A Goldilocks Approach to Reliability and Scalability Projects

Rondo, Spain

Fast growing SAAS companies face some first class problems. Often as transactions and concurrent users accelerate, your application will struggle to maintain reliable service. Without scaling the infrastructure and software, the golden signals of SRE (Latency, Traffic, Errors, and Saturation) are all going to head in the wrong direction. Pretty soon your Service Level Objectives (SLOs) are going to be in the red more and more. All of this means operational struggles, fire drills, and upset customers. You’ll be spending more and more of your R&D budget on fixes and scale band-aids and less and less on the features all your new customers are needing.

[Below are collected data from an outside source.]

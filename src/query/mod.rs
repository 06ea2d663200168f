//! Query types and responses

pub mod filter;

use serde::{Deserialize, Serialize};

use crate::post::Post;
use crate::taxonomy::Category;

pub use filter::PostFilter;

/// Pagination window over a filtered result set
#[derive(Debug, Clone, Copy, PartialEq, Eq, Serialize, Deserialize)]
#[serde(rename_all = "camelCase")]
pub struct Pagination {
    pub page: usize,
    pub page_size: usize,
    pub total: usize,
    pub total_pages: usize,
}

impl Pagination {
    /// Build a pagination window; `page` and `page_size` are clamped to a
    /// minimum of 1 rather than rejected
    pub fn new(page: usize, page_size: usize, total: usize) -> Self {
        let page = page.max(1);
        let page_size = page_size.max(1);
        Pagination {
            page,
            page_size,
            total,
            total_pages: total.div_ceil(page_size),
        }
    }

    /// Slice bounds into the full result set; an out-of-range page yields
    /// an empty window with the totals intact
    pub fn bounds(&self) -> (usize, usize) {
        let start = (self.page - 1).saturating_mul(self.page_size).min(self.total);
        let end = start.saturating_add(self.page_size).min(self.total);
        (start, end)
    }
}

/// One page of a filtered listing, plus the sidebar reference data the
/// host UI renders alongside it
#[derive(Debug, Clone, Serialize, Deserialize)]
#[serde(rename_all = "camelCase")]
pub struct ListResponse {
    pub posts: Vec<Post>,
    pub pagination: Pagination,
    pub categories: Vec<Category>,
    pub popular_tags: Vec<String>,
}

/// A single search result with its relevance indicator
#[derive(Debug, Clone, Serialize, Deserialize)]
#[serde(rename_all = "camelCase")]
pub struct SearchHit {
    pub post: Post,
    /// Weighted count of matched fields
    pub score: u32,
    pub matched_fields: Vec<String>,
}
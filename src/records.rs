//! Machine-readable output for downstream consumers
//!
//! A static-site generator or API layer consumes the engine's structured
//! output without linking against it; JSON Lines keeps that handoff
//! streamable and diff-friendly (one post per line).

use crate::error::Result;
use crate::post::Post;

/// Serialize posts as JSON Lines, one post per line
pub fn to_jsonl(posts: &[Post]) -> Result<String> {
    let mut out = String::new();
    for post in posts {
        out.push_str(&serde_json::to_string(post)?);
        out.push('\n');
    }
    Ok(out)
}

/// Serialize a single post as one JSON line
pub fn post_record(post: &Post) -> Result<String> {
    Ok(serde_json::to_string(post)?)
}
//! Category and tag reference data
//!
//! The category table and popular-tag list are process-wide read-only
//! reference data: loaded once, exposed by reference, never mutated at
//! runtime. Frontmatter category strings resolve against the table by id
//! or slug; unknown strings synthesize an ad-hoc category so lenient
//! ingestion never rejects a document over its taxonomy.

use std::sync::OnceLock;

use serde::{Deserialize, Serialize};

use crate::id::slugify;

/// A blog category
#[derive(Debug, Clone, PartialEq, Eq, Serialize, Deserialize)]
#[serde(rename_all = "camelCase")]
pub struct Category {
    pub id: String,
    pub name: String,
    /// Unique, URL-safe identifier
    pub slug: String,
    #[serde(skip_serializing_if = "Option::is_none")]
    pub description: Option<String>,
    #[serde(skip_serializing_if = "Option::is_none")]
    pub color: Option<String>,
    #[serde(skip_serializing_if = "Option::is_none")]
    pub icon: Option<String>,
    /// Explicit sort order; ties break by name
    pub order: u32,
}

impl Category {
    fn builtin(id: &str, name: &str, slug: &str, description: &str, color: &str, order: u32) -> Self {
        Category {
            id: id.to_string(),
            name: name.to_string(),
            slug: slug.to_string(),
            description: Some(description.to_string()),
            color: Some(color.to_string()),
            icon: None,
            order,
        }
    }
}

/// Sort order assigned to categories synthesized from unknown strings
const SYNTHESIZED_ORDER: u32 = 100;

static CATEGORIES: OnceLock<Vec<Category>> = OnceLock::new();

static POPULAR_TAGS: &[&str] = &[
    "Angular",
    "TypeScript",
    "JavaScript",
    "RxJS",
    "Signals",
    "Performance",
    "Testing",
    "Architecture",
    "Best Practices",
    "Leadership",
    "Code Review",
    "Design Systems",
    "Accessibility",
    "SEO",
];

/// The built-in category table, sorted by order (ties by name)
pub fn categories() -> &'static [Category] {
    CATEGORIES.get_or_init(|| {
        let mut table = vec![
            Category::builtin(
                "general",
                "General",
                "general",
                "Notes that fit nowhere else",
                "#6B7280",
                0,
            ),
            Category::builtin(
                "technical",
                "Technical Deep Dives",
                "technical",
                "In-depth technical articles and tutorials",
                "#3B82F6",
                1,
            ),
            Category::builtin(
                "angular",
                "Angular",
                "angular",
                "Angular framework insights and best practices",
                "#DC2626",
                2,
            ),
            Category::builtin(
                "leadership",
                "Leadership & Management",
                "leadership",
                "Leadership insights and team management",
                "#7C3AED",
                3,
            ),
            Category::builtin(
                "practices",
                "Best Practices",
                "best-practices",
                "Development best practices and patterns",
                "#059669",
                4,
            ),
            Category::builtin(
                "performance",
                "Performance Optimization",
                "performance",
                "Performance optimization techniques",
                "#EA580C",
                5,
            ),
            Category::builtin(
                "architecture",
                "Software Architecture",
                "architecture",
                "System design and architecture patterns",
                "#8B5CF6",
                6,
            ),
        ];
        table.sort_by(|a, b| a.order.cmp(&b.order).then_with(|| a.name.cmp(&b.name)));
        table
    })
}

/// The curated popular-tag list
pub fn popular_tags() -> &'static [&'static str] {
    POPULAR_TAGS
}

/// The fallback category used when frontmatter supplies none
pub fn default_category() -> &'static Category {
    find("general").expect("builtin category table contains `general`")
}

/// Look up a built-in category by id or slug (case-insensitive)
pub fn find(key: &str) -> Option<&'static Category> {
    categories()
        .iter()
        .find(|c| c.id.eq_ignore_ascii_case(key) || c.slug.eq_ignore_ascii_case(key))
}

/// Resolve a frontmatter category string to a category
///
/// Unknown strings yield a synthesized category (id and slug derived from
/// the input, title-cased name) so filtering by that category still works.
pub fn resolve(key: &str) -> Category {
    let key = key.trim();
    if key.is_empty() {
        return default_category().clone();
    }

    if let Some(category) = find(key) {
        return category.clone();
    }

    let slug = slugify(key);
    Category {
        id: slug.clone(),
        name: title_case(&slug),
        slug,
        description: None,
        color: None,
        icon: None,
        order: SYNTHESIZED_ORDER,
    }
}

fn title_case(slug: &str) -> String {
    slug.split('-')
        .filter(|word| !word.is_empty())
        .map(|word| {
            let mut chars = word.chars();
            match chars.next() {
                Some(first) => first.to_uppercase().chain(chars).collect::<String>(),
                None => String::new(),
            }
        })
        .collect::<Vec<_>>()
        .join(" ")
}
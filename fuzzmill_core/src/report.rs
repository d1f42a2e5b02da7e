//! Coverage report store: a master index over all known targets plus a
//! per-target coverage history, both persisted as JSON next to rendered
//! HTML.

use crate::util::ensure_dir;
use anyhow::Context;
use serde::{Deserialize, Serialize};
use std::fs;
use std::path::Path;

/// One `(package, target)` pair of the master index. The derived ordering
/// is the index ordering: by package, then by target.
#[derive(Debug, Clone, Serialize, Deserialize, PartialEq, Eq, PartialOrd, Ord)]
pub struct TargetState {
    pub package: String,
    pub target: String,
}

/// One dated coverage measurement of a target, newest first in history
/// files.
#[derive(Debug, Clone, Serialize, Deserialize, PartialEq, Eq)]
pub struct HistoryEntry {
    pub date: String,
    pub coverage: u64,
    pub report: String,
}

/// Load `state.json`; a missing file is an empty index.
pub fn load_master_state(state_path: &Path) -> anyhow::Result<Vec<TargetState>> {
    let data = match fs::read(state_path) {
        Ok(data) => data,
        Err(e) if e.kind() == std::io::ErrorKind::NotFound => return Ok(Vec::new()),
        Err(e) => {
            return Err(e).with_context(|| format!("read state file {}", state_path.display()))
        }
    };
    serde_json::from_slice(&data)
        .with_context(|| format!("invalid JSON in state file {}", state_path.display()))
}

pub fn save_master_state(state_path: &Path, states: &[TargetState]) -> anyhow::Result<()> {
    let data = serde_json::to_vec_pretty(states).context("serialize master state")?;
    fs::write(state_path, data)
        .with_context(|| format!("write state file {}", state_path.display()))
}

/// Union of two index lists, deduplicated and sorted by `(package, target)`.
pub fn merge_states(existing: &[TargetState], new: &[TargetState]) -> Vec<TargetState> {
    let mut merged: Vec<TargetState> = existing.iter().chain(new.iter()).cloned().collect();
    merged.sort();
    merged.dedup();
    merged
}

/// Merge `new_states` into the master index and regenerate `index.html`.
/// Targets are only ever added; the index never prunes.
pub fn update_master(
    report_dir: &Path,
    project: &str,
    new_states: &[TargetState],
) -> anyhow::Result<()> {
    ensure_dir(report_dir).context("create report directory")?;

    let state_path = report_dir.join("state.json");
    let existing = load_master_state(&state_path)?;
    let merged = merge_states(&existing, new_states);
    save_master_state(&state_path, &merged)?;

    let index_path = report_dir.join("index.html");
    fs::write(&index_path, render_index(project, &merged))
        .with_context(|| format!("write {}", index_path.display()))
}

/// Load a target's history file; a missing file is an empty history.
pub fn load_history(json_path: &Path) -> anyhow::Result<Vec<HistoryEntry>> {
    let data = match fs::read(json_path) {
        Ok(data) => data,
        Err(e) if e.kind() == std::io::ErrorKind::NotFound => return Ok(Vec::new()),
        Err(e) => {
            return Err(e).with_context(|| format!("read history file {}", json_path.display()))
        }
    };
    serde_json::from_slice(&data)
        .with_context(|| format!("parse history JSON {}", json_path.display()))
}

/// Prepend a new dated entry to the target's history and re-render its
/// HTML. Idempotent per day: when the newest entry already carries `date`
/// nothing changes and `false` is returned.
pub fn update_target_history(
    report_dir: &Path,
    package: &str,
    target: &str,
    date: &str,
    coverage: u64,
    report_path: &str,
) -> anyhow::Result<bool> {
    let target_dir = report_dir.join("targets").join(package);
    ensure_dir(&target_dir).context("create target report directory")?;

    let json_path = target_dir.join(format!("{}.json", target));
    let mut history = load_history(&json_path)?;
    if history.first().map(|e| e.date.as_str()) == Some(date) {
        return Ok(false);
    }

    history.insert(
        0,
        HistoryEntry {
            date: date.to_string(),
            coverage,
            report: report_path.to_string(),
        },
    );

    let data = serde_json::to_vec_pretty(&history)
        .with_context(|| format!("serialize history for {}/{}", package, target))?;
    fs::write(&json_path, data)
        .with_context(|| format!("write history file {}", json_path.display()))?;

    let html_path = target_dir.join(format!("{}.html", target));
    fs::write(&html_path, render_target(target, &history))
        .with_context(|| format!("write {}", html_path.display()))?;
    Ok(true)
}

fn render_index(project: &str, states: &[TargetState]) -> String {
    let mut rows = String::new();
    for s in states {
        rows.push_str(&format!(
            "    <li><a href=\"targets/{pkg}/{target}.html\">{pkg}/{target}</a></li>\n",
            pkg = escape(&s.package),
            target = escape(&s.target),
        ));
    }
    format!(
        "<!DOCTYPE html>\n<html>\n<head><title>{project} fuzzing coverage</title></head>\n\
         <body>\n  <h1>Fuzzing coverage for {project}</h1>\n  <ul>\n{rows}  </ul>\n</body>\n</html>\n",
        project = escape(project),
        rows = rows,
    )
}

fn render_target(target: &str, history: &[HistoryEntry]) -> String {
    let mut rows = String::new();
    for e in history {
        rows.push_str(&format!(
            "    <tr><td>{}</td><td>{}</td><td><a href=\"{}\">daily report</a></td></tr>\n",
            escape(&e.date),
            e.coverage,
            escape(&e.report),
        ));
    }
    format!(
        "<!DOCTYPE html>\n<html>\n<head><title>{target} coverage history</title></head>\n\
         <body>\n  <h1>{target}</h1>\n  <table>\n    \
         <tr><th>Date</th><th>Coverage bits</th><th>Report</th></tr>\n{rows}  </table>\n</body>\n</html>\n",
        target = escape(target),
        rows = rows,
    )
}

fn escape(s: &str) -> String {
    s.replace('&', "&amp;")
        .replace('<', "&lt;")
        .replace('>', "&gt;")
        .replace('"', "&quot;")
}

#[cfg(test)]
mod tests {
    use super::*;

    fn state(pkg: &str, target: &str) -> TargetState {
        TargetState {
            package: pkg.to_string(),
            target: target.to_string(),
        }
    }

    #[test]
    fn merge_sorts_and_dedups() {
        let existing = vec![state("pkg/b", "FuzzB"), state("pkg/a", "FuzzZ")];
        let new = vec![
            state("pkg/a", "FuzzA"),
            state("pkg/b", "FuzzB"),
            state("pkg/a", "FuzzZ"),
        ];
        let merged = merge_states(&existing, &new);
        assert_eq!(
            merged,
            vec![
                state("pkg/a", "FuzzA"),
                state("pkg/a", "FuzzZ"),
                state("pkg/b", "FuzzB"),
            ]
        );
    }

    #[test]
    fn master_state_round_trips() {
        let dir = tempfile::tempdir().unwrap();
        update_master(dir.path(), "demo", &[state("pkg", "FuzzA")]).unwrap();
        update_master(dir.path(), "demo", &[state("pkg", "FuzzA"), state("pkg", "FuzzB")])
            .unwrap();

        let states = load_master_state(&dir.path().join("state.json")).unwrap();
        assert_eq!(states, vec![state("pkg", "FuzzA"), state("pkg", "FuzzB")]);
        let index = std::fs::read_to_string(dir.path().join("index.html")).unwrap();
        assert!(index.contains("targets/pkg/FuzzA.html"));
        assert!(index.contains("targets/pkg/FuzzB.html"));
    }

    #[test]
    fn history_update_is_idempotent_per_day() {
        let dir = tempfile::tempdir().unwrap();
        let updated =
            update_target_history(dir.path(), "pkg", "FuzzA", "2026-08-02", 100, "FuzzA/2026-08-02.html")
                .unwrap();
        assert!(updated);
        let updated =
            update_target_history(dir.path(), "pkg", "FuzzA", "2026-08-02", 120, "FuzzA/2026-08-02.html")
                .unwrap();
        assert!(!updated);

        let history =
            load_history(&dir.path().join("targets").join("pkg").join("FuzzA.json")).unwrap();
        assert_eq!(history.len(), 1);
        assert_eq!(history[0].coverage, 100);
    }

    #[test]
    fn history_prepends_new_days() {
        let dir = tempfile::tempdir().unwrap();
        update_target_history(dir.path(), "pkg", "FuzzA", "2026-08-01", 90, "FuzzA/2026-08-01.html")
            .unwrap();
        update_target_history(dir.path(), "pkg", "FuzzA", "2026-08-02", 95, "FuzzA/2026-08-02.html")
            .unwrap();

        let history =
            load_history(&dir.path().join("targets").join("pkg").join("FuzzA.json")).unwrap();
        assert_eq!(history.len(), 2);
        assert_eq!(history[0].date, "2026-08-02");
        assert_eq!(history[1].date, "2026-08-01");
    }
}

Using the error budget approach recommended by Google and others can be an effective way to make sure you have a release valve to move more resources towards reliability as issues arise. But I do think there are situations and organizations that need an additional process or two to manage Reliability At Scale. Error budgets are a lag measure- once you are seeing errors and red SLOs on your board, it’s very likely customers are already feeling considerable pain and your staff is in fire-fighting mode. If the way to sustainably staying within your error budget requires significant software or infrastructure changes it may take a long time before you are meeting your reliability goals. Don’t forget you are growing rapidly! If things are bad now (and even if they aren’t yet) are you one big growth spurt away from an unreliable system?

How can you and your stakeholders gain confidence that you are likely to meet your Service Level Agreements (SLAs) and SLOs now and in the future? How can you feel good about your investment in product development versus tech debt, reliability, and scalability work? Is the fancy horizontally scalable database your architect wants to swap in worth the multiple-developer-months it will take to pull off? Do we really need to do that now or could we move to the next quarter to get more features done?

Arcos De La Frontera, Spain

What you need is a “Goldilocks Approach” to investing in Reliability — not too little, not too much and not too soon, not too late.

To summarize the problems we want to solve:

  • Are we doing the right work?
  • Are we doing enough of it?
  • Will we stay ahead of our growth?

I’ll editorialize that I think any solution should also:

  • Define success
  • Measure reliability against realistic projected load on sensible time horizons
  • Engage the full team in ownership and accountability for system reliability
  • Provide a context to prioritize reliability and scalability projects against other work

Enter “Evidence Based Reliability At Scale”

I call the solution to these problems Evidence Based Reliability At Scale or EBR@S.

EBR@S
  1. Create transaction projections based on the best information you have.
  • First do your research:
    - Talk to sales, talk to marketing- Are we likely to close a big customer or planning a set of splashy commercials?
    - Talk to Product and your architects- Are we adding complex new processes that will compete for resources on your infrastructure?
    - What are the company’s goals- if we hit them what would load on our system look like?
  • Determine the core transactions you need to track:
    - You know your system well (right?!?) so you should be able to get these intuitively. If you are say, an online ordering company submitted orders is clearly one of them. But menu views, menu changes, or reports run by administrators could also be important. A core transaction probably isn’t “add to basket” or changing store hours (though I do have a story about that!)
    - You are looking for the types of transactions that roll up a bunch of tasks that happen on your system at once and grow together for the most part.
    - It’s important to not tie these too closely to the architecture of your current system. You’ll likely be changing a lot under the hood and you want these transaction projections to continue to have intrinsic meaning.
  • Now you use your research, data, and your best judgment to create transaction projections into the future. You might say you expect user signups to double in the next 12 months, or that because of the seasonality of your business you’ll see a spike of transactions in winter 25% higher than last year. The further out you go the less certainty you have.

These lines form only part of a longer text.